Neural precursor cell-expressed, developmentally downregulated 9 (NEDD9) has been suspected to be associated with Alzheimer's disease (AD) through participating in the formation of neurite-like membrane extensions and neurite outgrowth to affect the number of neuronal cells/synapses in the brain under stressful conditions. A recent large-scale, multi-tiered association study has identified significant association of a common single nucleotide polymorphism (SNP) rs760678 in the NEDD9 gene with predisposition to late-onset Alzheimer's disease (LOAD) in Caucasians.

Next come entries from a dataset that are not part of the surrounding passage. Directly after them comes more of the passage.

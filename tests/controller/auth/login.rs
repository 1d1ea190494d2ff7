use axum::{body::Body, http::Method};

use super::*;

#[tokio::test]
/// Expect 200 with a Google authorize link carrying a PKCE challenge
async fn renders_login_page_with_provider_link() -> Result<(), TestError> {
    let test = TestBuilder::new().build().await?;

    let response = test.app().oneshot(get("/login", &[])).await.unwrap();

    assert_eq!(response.status(), StatusCode::OK);
    let body = body_string(response).await;
    assert!(body.starts_with("<!DOCTYPE html>"));
    assert!(body.contains("Continue with Google"));
    assert!(body.contains(&format!("{}/auth/v1/authorize?provider=google", test.url())));
    assert!(body.contains("code_challenge_method=s256"));
    assert!(body.contains("redirect_to=http%3A%2F%2Fadmin.example.com%2Flogin%2Fsuccess"));

    Ok(())
}

#[tokio::test]
/// Expect the login page to start a server session holding the PKCE verifier
async fn starts_session_for_pending_login() -> Result<(), TestError> {
    let test = TestBuilder::new().build().await?;

    let response = test.app().oneshot(get("/login", &[])).await.unwrap();

    assert_eq!(response.status(), StatusCode::OK);
    assert!(set_cookie(&response, "id").is_some());

    Ok(())
}

#[tokio::test]
/// Expect the return URL to be forwarded through the callback URL
async fn forwards_return_url_to_callback() -> Result<(), TestError> {
    let test = TestBuilder::new().build().await?;

    let response = test
        .app()
        .oneshot(get("/login?returnUrl=%2Fclients%3Fpage%3D2", &[]))
        .await
        .unwrap();

    assert_eq!(response.status(), StatusCode::OK);
    let body = body_string(response).await;
    assert!(body.contains("returnUrl%3D%252Fclients%253Fpage%253D2"));

    Ok(())
}

#[tokio::test]
/// Expect the login page to also answer POST requests
async fn answers_post_requests() -> Result<(), TestError> {
    let test = TestBuilder::new().build().await?;

    let response = test
        .app()
        .oneshot(request(Method::POST, "/login", &[], Body::empty()))
        .await
        .unwrap();

    assert_eq!(response.status(), StatusCode::OK);

    Ok(())
}

#[tokio::test]
/// Expect 400 when the request carries no host to build the callback URL from
async fn rejects_request_without_host() -> Result<(), TestError> {
    let test = TestBuilder::new().build().await?;

    let request = axum::http::Request::builder()
        .uri("/login")
        .body(Body::empty())
        .unwrap();
    let response = test.app().oneshot(request).await.unwrap();

    assert_eq!(response.status(), StatusCode::BAD_REQUEST);

    Ok(())
}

In order to evaluate the involvement of the NEDD9 polymorphism in the risk of sporadic LOAD, we performed an independent case-control association study to analyze the genotype and allele distributions of the NEDD9 rs760678 polymorphism in a Han Chinese population (383 LOAD cases and 369 healthy controls). There were significant differences in genotype and allele frequencies between LOAD cases and controls (genotype P=0.003, allele P=0.002). After stratification by APOE ε4-carrying status, the C allele of rs760678 was only significantly associated with LOAD in non-APOE ε4 allele carriers (OR=1.43, 95%, CI=1.06-1.94, P=0.024). In addition, a logistic regression analysis also conferred positive association between the SNP rs760678 and LOAD (dominant model: OR=2.10, 95% CI=1.23-3.58, P=0.007; additive model: OR=1.37, 95% CI=1.09-1.74, P=0.008) after adjustment for age, gender, and the APOE ε4 carrier status. The study demonstrated a significant association between the tested SNP and LOAD, indicating that NEDD9 polymorphism has a possible role in changing the genetic susceptibility to LOAD in a Han Chinese population.